When the Boans realized we were still in Buenos Aires after the government enacted a strict, nation-wide shelter-in-place order, they offered us the use of a hotel in San Telmo they use for events and guest accommodations, just a block away from Bierlife. At first we declined, not wanting to take advantage of their generosity. But a month into the lockdown – after twice finding human feces in the stairwell of our tiny short-term rental in Palermo Hollywood – we relented when they insisted that we would be doing them a favor by “caretaking” the empty hotel.

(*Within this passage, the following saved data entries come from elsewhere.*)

//! Relation types and edge rows.

use crate::EntityId;
use serde::{Deserialize, Serialize};
use std::fmt;

/// A relation type (edge label) in a knowledge graph.
///
/// Every edge sharing a type shares one relation embedding.
#[derive(Debug, Clone, PartialEq, Eq, PartialOrd, Ord, Hash, Serialize, Deserialize)]
#[serde(transparent)]
pub struct RelationType(pub String);

impl RelationType {
    /// Create a new relation type.
    pub fn new(name: impl Into<String>) -> Self {
        Self(name.into())
    }

    /// Get the relation type as a string slice.
    pub fn as_str(&self) -> &str {
        &self.0
    }
}

impl fmt::Display for RelationType {
    fn fmt(&self, f: &mut fmt::Formatter<'_>) -> fmt::Result {
        write!(f, "{}", self.0)
    }
}

impl From<&str> for RelationType {
    fn from(s: &str) -> Self {
        Self(s.to_string())
    }
}

impl From<String> for RelationType {
    fn from(s: String) -> Self {
        Self(s)
    }
}

impl AsRef<str> for RelationType {
    fn as_ref(&self) -> &str {
        &self.0
    }
}

/// An edge row as stored by the graph store.
#[derive(Debug, Clone, PartialEq, Serialize, Deserialize)]
#[serde(rename_all = "camelCase")]
pub struct GraphEdge {
    /// Source node.
    pub from_id: EntityId,

    /// Target node.
    pub to_id: EntityId,

    /// Edge type.
    #[serde(rename = "type")]
    pub relation_type: RelationType,

    /// Free-form property payload.
    #[serde(default)]
    pub properties: serde_json::Map<String, serde_json::Value>,

    /// Soft-delete marker.
    #[serde(default)]
    pub deleted: bool,
}

impl GraphEdge {
    /// Create an edge `from --[relation_type]--> to`.
    pub fn new(
        from: impl Into<EntityId>,
        relation_type: impl Into<RelationType>,
        to: impl Into<EntityId>,
    ) -> Self {
        Self {
            from_id: from.into(),
            to_id: to.into(),
            relation_type: relation_type.into(),
            properties: serde_json::Map::new(),
            deleted: false,
        }
    }

    /// Add a property.
    pub fn with_property(
        mut self,
        key: impl Into<String>,
        value: impl Into<serde_json::Value>,
    ) -> Self {
        self.properties.insert(key.into(), value.into());
        self
    }

    /// Mark the row as soft-deleted.
    pub fn deleted(mut self) -> Self {
        self.deleted = true;
        self
    }
}

impl fmt::Display for GraphEdge {
    fn fmt(&self, f: &mut fmt::Formatter<'_>) -> fmt::Result {
        write!(f, "{} --[{}]--> {}", self.from_id, self.relation_type, self.to_id)
    }
}
//! Checkpoint codec.
//!
//! A checkpoint is a JSON document holding an [`EmbeddingStore`] together with
//! the progress counters of the job that produced it:
//!
//! ```json
//! {
//!   "schemaVersion": 1,
//!   "processedEpochs": 25,
//!   "lastLoss": 0.42,
//!   "config": { "dimensions": 50, "learningRate": 0.01, ... },
//!   "entityEmbeddings": { "A": [...], ... },
//!   "relationEmbeddings": { "loves": [...], ... }
//! }
//! ```
//!
//! `schemaVersion` is checked before anything else is decoded, so a format
//! change can never be misread as an older layout.

use crate::error::{Error, Result};
use crate::store::EmbeddingStore;
use crate::training::TrainingConfig;
use serde::{Deserialize, Serialize};
use std::collections::HashMap;

/// Current checkpoint format revision.
pub const CHECKPOINT_SCHEMA_VERSION: u32 = 1;

/// Progress counters stored alongside the embeddings.
#[derive(Debug, Clone, Copy, Default, PartialEq, Serialize, Deserialize)]
#[serde(rename_all = "camelCase")]
pub struct CheckpointProgress {
    /// Epochs trained so far across all invocations.
    pub processed_epochs: usize,
    /// Final loss of the most recent slice.
    pub last_loss: Option<f32>,
}

#[derive(Serialize)]
#[serde(rename_all = "camelCase")]
struct CheckpointOut<'a> {
    schema_version: u32,
    #[serde(flatten)]
    progress: CheckpointProgress,
    config: &'a TrainingConfig,
    entity_embeddings: &'a HashMap<String, Vec<f32>>,
    relation_embeddings: &'a HashMap<String, Vec<f32>>,
}

#[derive(Deserialize)]
#[serde(rename_all = "camelCase")]
struct CheckpointIn {
    #[serde(flatten)]
    progress: CheckpointProgress,
    config: TrainingConfig,
    entity_embeddings: HashMap<String, Vec<f32>>,
    relation_embeddings: HashMap<String, Vec<f32>>,
}

#[derive(Deserialize)]
#[serde(rename_all = "camelCase")]
struct VersionProbe {
    schema_version: u32,
}

/// Serialize a store and its progress counters.
pub fn save_model(store: &EmbeddingStore, progress: CheckpointProgress) -> Result<Vec<u8>> {
    let doc = CheckpointOut {
        schema_version: CHECKPOINT_SCHEMA_VERSION,
        progress,
        config: store.config(),
        entity_embeddings: store.entity_embeddings(),
        relation_embeddings: store.relation_embeddings(),
    };
    Ok(serde_json::to_vec(&doc)?)
}

/// Restore a store and its progress counters.
///
/// Vectors are validated against the stored dimension and renormalized.
pub fn load_model(bytes: &[u8]) -> Result<(EmbeddingStore, CheckpointProgress)> {
    let probe: VersionProbe = serde_json::from_slice(bytes)?;
    if probe.schema_version != CHECKPOINT_SCHEMA_VERSION {
        return Err(Error::UnsupportedCheckpointVersion {
            found: probe.schema_version,
            supported: CHECKPOINT_SCHEMA_VERSION,
        });
    }

    let doc: CheckpointIn = serde_json::from_slice(bytes)?;
    let mut store =
        EmbeddingStore::from_parts(doc.config, doc.entity_embeddings, doc.relation_embeddings)?;
    store.normalize_all();
    Ok((store, doc.progress))
}

/// Key of every checkpoint blob belonging to `job_id`.
pub fn checkpoint_prefix(job_id: &str) -> String {
    format!("checkpoints/{}/", job_id)
}

/// Key of the checkpoint written after `processed_epochs` epochs.
///
/// Zero-padded so that lexical order matches epoch order.
pub fn checkpoint_path(job_id: &str, processed_epochs: usize) -> String {
    format!("{}epoch-{:06}.json", checkpoint_prefix(job_id), processed_epochs)
}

Argentina’s shelter-in-place measure only allows residents to leave the house for grocery shopping or pharmacy trips. Moving is only allowed with a government-issued permit, and we couldn’t get one because the permit requires a national identification number (DNI) and a legally-recognized reason for changing residences, neither of which we had.
Fortunately, we didn’t have much to move, since we have been living nomadically for nearly a year. So Martín and Nico showed up surreptitiously with a pick-up truck on a Saturday morning, and we loaded up two suitcases, a backpack, and three cardboard boxes of food and kitchen supplies in a matter of minutes. Within half an hour, we were unloading our belongings and moving into a 1920s-style hotel that boasts a commercial kitchen, two dining rooms, a well-appointed parlor, a pair of patios, a laundry room, and a comfortable bedroom suite with a spacious bathroom and a balcony overlooking the street.

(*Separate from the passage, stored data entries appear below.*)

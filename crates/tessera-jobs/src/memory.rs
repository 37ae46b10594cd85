//! In-memory backend.

use crate::error::{Error, Result};
use crate::job::TrainingJob;
use crate::storage::{
    CheckpointStore, EmbeddingSink, EmbeddingSource, GraphSource, JobQueue, PersistedEmbeddings,
};
use parking_lot::RwLock;
use std::collections::{BTreeMap, HashMap};
use tessera_core::GraphSnapshot;
use tessera_kge::{checkpoint_prefix, ContextualEmbedding};

/// All storage seams over process-local maps.
///
/// Entity writes are accepted only for ids that are nodes of the scope's
/// graph, mirroring a store that attaches vectors to existing node rows.
#[derive(Debug, Default)]
pub struct MemoryBackend {
    graphs: RwLock<HashMap<String, GraphSnapshot>>,
    jobs: RwLock<HashMap<String, TrainingJob>>,
    checkpoints: RwLock<BTreeMap<String, Vec<u8>>>,
    embeddings: RwLock<HashMap<String, PersistedEmbeddings>>,
}

impl MemoryBackend {
    pub fn new() -> Self {
        Self::default()
    }

    /// Replace the graph of `scope_id`.
    pub fn insert_graph(&self, scope_id: impl Into<String>, snapshot: GraphSnapshot) {
        self.graphs.write().insert(scope_id.into(), snapshot);
    }

    /// Checkpoint keys currently stored, in lexical order.
    pub fn checkpoint_keys(&self) -> Vec<String> {
        self.checkpoints.read().keys().cloned().collect()
    }
}

impl GraphSource for MemoryBackend {
    fn fetch_graph(&self, scope_id: &str) -> Result<GraphSnapshot> {
        Ok(self.graphs.read().get(scope_id).cloned().unwrap_or_default())
    }
}

impl JobQueue for MemoryBackend {
    fn enqueue(&self, job: TrainingJob) -> Result<()> {
        let mut jobs = self.jobs.write();
        if jobs.contains_key(&job.id) {
            return Err(Error::Storage(format!("job {} already exists", job.id)));
        }
        jobs.insert(job.id.clone(), job);
        Ok(())
    }

    fn get(&self, id: &str) -> Result<Option<TrainingJob>> {
        Ok(self.jobs.read().get(id).cloned())
    }

    fn list(&self) -> Result<Vec<TrainingJob>> {
        let mut jobs: Vec<TrainingJob> = self.jobs.read().values().cloned().collect();
        jobs.sort_by(|a, b| a.created_at.cmp(&b.created_at).then_with(|| a.id.cmp(&b.id)));
        Ok(jobs)
    }

    fn save(&self, job: &TrainingJob) -> Result<()> {
        let mut jobs = self.jobs.write();
        match jobs.get_mut(&job.id) {
            Some(slot) => {
                *slot = job.clone();
                Ok(())
            }
            None => Err(Error::JobNotFound(job.id.clone())),
        }
    }
}

impl CheckpointStore for MemoryBackend {
    fn put(&self, path: &str, bytes: Vec<u8>) -> Result<()> {
        self.checkpoints.write().insert(path.to_string(), bytes);
        Ok(())
    }

    fn get(&self, path: &str) -> Result<Option<Vec<u8>>> {
        Ok(self.checkpoints.read().get(path).cloned())
    }

    fn delete_job(&self, job_id: &str) -> Result<usize> {
        let prefix = checkpoint_prefix(job_id);
        let mut checkpoints = self.checkpoints.write();
        let before = checkpoints.len();
        checkpoints.retain(|key, _| !key.starts_with(&prefix));
        Ok(before - checkpoints.len())
    }
}

impl EmbeddingSink for MemoryBackend {
    fn write_entity_embedding(
        &self,
        scope_id: &str,
        entity_id: &str,
        embedding: &ContextualEmbedding,
    ) -> Result<()> {
        let known = self
            .graphs
            .read()
            .get(scope_id)
            .is_some_and(|g| g.node(entity_id).is_some());
        if !known {
            return Err(Error::Persistence {
                id: entity_id.to_string(),
                message: format!("no node with this id in scope {}", scope_id),
            });
        }

        self.embeddings
            .write()
            .entry(scope_id.to_string())
            .or_default()
            .entities
            .insert(entity_id.to_string(), *embedding);
        Ok(())
    }

    fn write_relation_embedding(
        &self,
        scope_id: &str,
        relation_type: &str,
        embedding: &ContextualEmbedding,
    ) -> Result<()> {
        self.embeddings
            .write()
            .entry(scope_id.to_string())
            .or_default()
            .relations
            .insert(relation_type.to_string(), *embedding);
        Ok(())
    }
}

impl EmbeddingSource for MemoryBackend {
    fn load_embeddings(&self, scope_id: &str) -> Result<PersistedEmbeddings> {
        Ok(self
            .embeddings
            .read()
            .get(scope_id)
            .cloned()
            .unwrap_or_default())
    }
}

#[cfg(test)]
mod tests {
    use super::*;
    use crate::job::JobStatus;
    use chrono::{Duration, Utc};
    use tessera_core::{GraphEdge, GraphNode};
    use tessera_kge::{augment, checkpoint_path, StructuralContext, TrainingConfig};

    fn job(id: &str, age_secs: i64) -> TrainingJob {
        let created = Utc::now() - Duration::seconds(age_secs);
        TrainingJob::new_at("s", TrainingConfig::default(), 10, created).with_id(id)
    }

    #[test]
    fn test_enqueue_and_save() {
        let backend = MemoryBackend::new();
        backend.enqueue(job("a", 0)).unwrap();
        assert!(backend.enqueue(job("a", 0)).is_err());

        let mut a = JobQueue::get(&backend, "a").unwrap().unwrap();
        a.status = JobStatus::Processing;
        backend.save(&a).unwrap();
        assert_eq!(
            JobQueue::get(&backend, "a").unwrap().unwrap().status,
            JobStatus::Processing
        );

        let err = backend.save(&job("ghost", 0)).unwrap_err();
        assert!(matches!(err, Error::JobNotFound(ref id) if id == "ghost"));
    }

    #[test]
    fn test_list_and_oldest() {
        let backend = MemoryBackend::new();
        backend.enqueue(job("young", 10)).unwrap();
        backend.enqueue(job("old", 100)).unwrap();
        backend.enqueue(job("middle", 50)).unwrap();

        let ids: Vec<String> = backend.list().unwrap().into_iter().map(|j| j.id).collect();
        assert_eq!(ids, vec!["old", "middle", "young"]);

        let oldest = backend.oldest(JobStatus::Pending).unwrap().unwrap();
        assert_eq!(oldest.id, "old");
        assert!(backend.oldest(JobStatus::Processing).unwrap().is_none());
    }

    #[test]
    fn test_oldest_stale_only_sees_untouched_processing_jobs() {
        let backend = MemoryBackend::new();
        for (id, age) in [("fresh", 10), ("stale", 100), ("waiting", 200)] {
            let mut j = job(id, age);
            if id != "waiting" {
                j.status = JobStatus::Processing;
            }
            backend.enqueue(j).unwrap();
        }

        // "waiting" is older but Pending, "fresh" was touched 10 s ago.
        let cutoff = Utc::now() - Duration::seconds(60);
        let stale = backend.oldest_stale(cutoff).unwrap().unwrap();
        assert_eq!(stale.id, "stale");

        let cutoff = Utc::now() - Duration::seconds(150);
        assert!(backend.oldest_stale(cutoff).unwrap().is_none());
    }

    #[test]
    fn test_checkpoint_delete_is_scoped_to_job() {
        let backend = MemoryBackend::new();
        backend.put(&checkpoint_path("a", 5), vec![1]).unwrap();
        backend.put(&checkpoint_path("a", 10), vec![2]).unwrap();
        backend.put(&checkpoint_path("ab", 5), vec![3]).unwrap();

        assert_eq!(
            CheckpointStore::get(&backend, &checkpoint_path("a", 10)).unwrap(),
            Some(vec![2])
        );
        assert_eq!(backend.delete_job("a").unwrap(), 2);
        assert_eq!(backend.checkpoint_keys(), vec![checkpoint_path("ab", 5)]);
    }

    #[test]
    fn test_entity_writes_require_a_node() {
        let backend = MemoryBackend::new();
        backend.insert_graph(
            "s",
            GraphSnapshot::new(vec![GraphNode::new("a")], vec![GraphEdge::new("a", "r", "b")]),
        );
        let v = augment(&[0.5; 45], &StructuralContext::new("a", "s", 0));

        backend.write_entity_embedding("s", "a", &v).unwrap();
        let err = backend.write_entity_embedding("s", "b", &v).unwrap_err();
        assert!(matches!(err, Error::Persistence { ref id, .. } if id == "b"));
        backend.write_relation_embedding("s", "r", &v).unwrap();

        let stored = backend.load_embeddings("s").unwrap();
        assert_eq!(stored.entities.len(), 1);
        assert_eq!(stored.relations.len(), 1);
        assert!(backend.load_embeddings("other").unwrap().is_empty());
    }
}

As a bonus, the hotel features a fancy bar that is fully stocked with nearly every liquor we can imagine. Martín encouraged us to drink any booze we found while pouring us cold craft beers from the kegerator. “Let me know when the keg runs dry, and I will come back to replace it,” he said.

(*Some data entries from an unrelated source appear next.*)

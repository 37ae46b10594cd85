#![allow(clippy::must_use_candidate)]
#![allow(clippy::missing_errors_doc)]
#![allow(clippy::module_name_repetitions)]

//! Resumable TransE training jobs.
//!
//! Training runs inside invocations with a hard wall-clock limit, so a job is
//! trained in slices: each invocation restores the latest checkpoint, trains
//! `config.epochs` epochs, and writes a new checkpoint (or, after the last
//! slice, persists the augmented vectors and deletes the checkpoints).
//!
//! - [`TrainingJob`] / [`JobStatus`] - the job record
//! - [`storage`] - seams to the graph store, job queue, blob store and
//!   embedding store
//! - [`MemoryBackend`] / [`FsBackend`] - implementations of every seam
//! - [`Orchestrator`] - one invocation's worth of work
//!
//! # Example
//!
//! ```rust
//! use tessera_core::{GraphEdge, GraphNode, GraphSnapshot};
//! use tessera_jobs::{InvocationOutcome, MemoryBackend, Orchestrator, OrchestratorConfig};
//! use tessera_kge::TrainingConfig;
//!
//! let backend = MemoryBackend::new();
//! backend.insert_graph(
//!     "lab",
//!     GraphSnapshot::new(
//!         vec![GraphNode::new("marie"), GraphNode::new("radium")],
//!         vec![GraphEdge::new("marie", "discovered", "radium")],
//!     ),
//! );
//!
//! let orchestrator = Orchestrator::with_backend(OrchestratorConfig::default(), &backend);
//! let training = TrainingConfig::default().with_dimensions(8).with_epochs(10);
//! orchestrator.enqueue("lab", Some(training), Some(10))?;
//!
//! let outcome = orchestrator.run_once()?;
//! assert!(matches!(outcome, InvocationOutcome::Completed(_)));
//! # Ok::<(), tessera_jobs::Error>(())
//! ```

mod config;
mod error;
mod fs;
mod job;
mod memory;
mod orchestrator;
pub mod storage;

pub use config::{OrchestratorConfig, DEFAULT_STALE_AFTER, DEFAULT_TOTAL_EPOCHS};
pub use error::{Error, Result};
pub use fs::FsBackend;
pub use job::{JobStatus, TrainingJob};
pub use memory::MemoryBackend;
pub use orchestrator::{InvocationOutcome, InvocationSummary, Orchestrator};
pub use storage::{
    CheckpointStore, EmbeddingSink, EmbeddingSource, GraphSource, JobQueue, PersistedEmbeddings,
};
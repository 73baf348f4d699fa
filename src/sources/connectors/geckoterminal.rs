use async_trait::async_trait;
use serde::Deserialize;
use crate::error::FetchError;
use crate::sources::connectors::{get_json, parse_decimal, serves, symbol, SourceAdapter};
use crate::types::data_point::DataPoint;
use crate::types::ids::SourceId;
use crate::types::instrument::{Instrument, InstrumentKind, Metric};
use crate::types::timestamp::Timestamp;

const DEFAULT_BASE_URL: &str = "https://api.geckoterminal.com/api/v2";

/// DEX pool reserve and 24h volume. Symbols are `network/pool_address`.
pub struct GeckoTerminalConnector {
    source_id: SourceId,
    base_url: String,
    client: reqwest::Client,
}

impl GeckoTerminalConnector {
    pub fn new(source_id: SourceId, base_url: Option<String>, client: reqwest::Client) -> Self {
        GeckoTerminalConnector {
            source_id,
            base_url: base_url.unwrap_or_else(|| DEFAULT_BASE_URL.to_string()),
            client,
        }
    }
}

#[async_trait]
impl SourceAdapter for GeckoTerminalConnector {
    fn source_id(&self) -> SourceId {
        self.source_id.clone()
    }

    fn supports(&self, instrument: &Instrument) -> bool {
        serves(&self.source_id, &[InstrumentKind::Pool], instrument)
    }

    async fn fetch(&self, instrument: &Instrument) -> Result<DataPoint, FetchError> {
        let key = symbol(&self.source_id, instrument)?;
        let (network, address) = key.split_once('/')
            .ok_or_else(|| FetchError::Unsupported(instrument.id.clone()))?;

        let url = format!("{}/networks/{}/pools/{}", self.base_url, network, address);
        let body: PoolResponse = get_json(&self.client, &url).await?;
        let attributes = body.data.attributes;

        let reserve = attributes.reserve_in_usd
            .ok_or_else(|| FetchError::Parse(format!("no reserve_in_usd for {}", key)))?;
        let tvl = parse_decimal("reserve_in_usd", &reserve)?;

        let mut point = DataPoint::new(self.source_id.clone(), instrument.id.clone(), Metric::Tvl, tvl, Timestamp::now());
        if let Some(h24) = attributes.volume_usd.and_then(|v| v.h24) {
            point = point.with_secondary(Metric::Volume24h, parse_decimal("volume_usd.h24", &h24)?);
        }
        Ok(point)
    }
}

#[derive(Deserialize)]
struct PoolResponse {
    data: PoolData,
}

#[derive(Deserialize)]
struct PoolData {
    attributes: PoolAttributes,
}

#[derive(Deserialize)]
struct PoolAttributes {
    reserve_in_usd: Option<String>,
    volume_usd: Option<VolumeUsd>,
}

#[derive(Deserialize)]
struct VolumeUsd {
    h24: Option<String>,
}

Yesterday he rang the doorbell and asked me to bring a box and a knife outside. He dropped the tailgate to reveal a truck bed filled with produce: potatoes, onions, lettuce, spinach, butternut squash, eggplant, bananas, and mandarin oranges. He sliced open big mesh bags with the knife and piled our box high with more fruit and vegetables than we could ever carry on foot from the local market. He also refused to accept a single peso as payment.
Thanks to the well-stocked kitchen, we finally had a mixing bowl big enough to make the giant salad we have been craving for weeks. So we combined the fresh lettuce and spinach with some cucumbers, cherry tomatoes, and avocado we procured during a previous walk to our local verdureria, tossed it all in olive oil and balsamic vinegar, and sprinkled toasted pumpkin seeds over the top. We served it alongside pan-fried chicken tenders and some white beans that had been simmering on the stove most of the day. After ten months of cooking in hostels and poorly-stocked AirBnB kitchens and a month of making one-pot meals in a micro-cocina, it was quite possibly the best meal we have eaten in nearly a year. And we’ve still got 20 pounds of produce left to work with.
Thanks to Martín and his family, we are finally able to spread out a bit, stock a pantry, and make all the delicious food we want while living in style. We didn’t come to South America looking for Southern hospitality. Instead, it chased us down and presented itself in Argentina.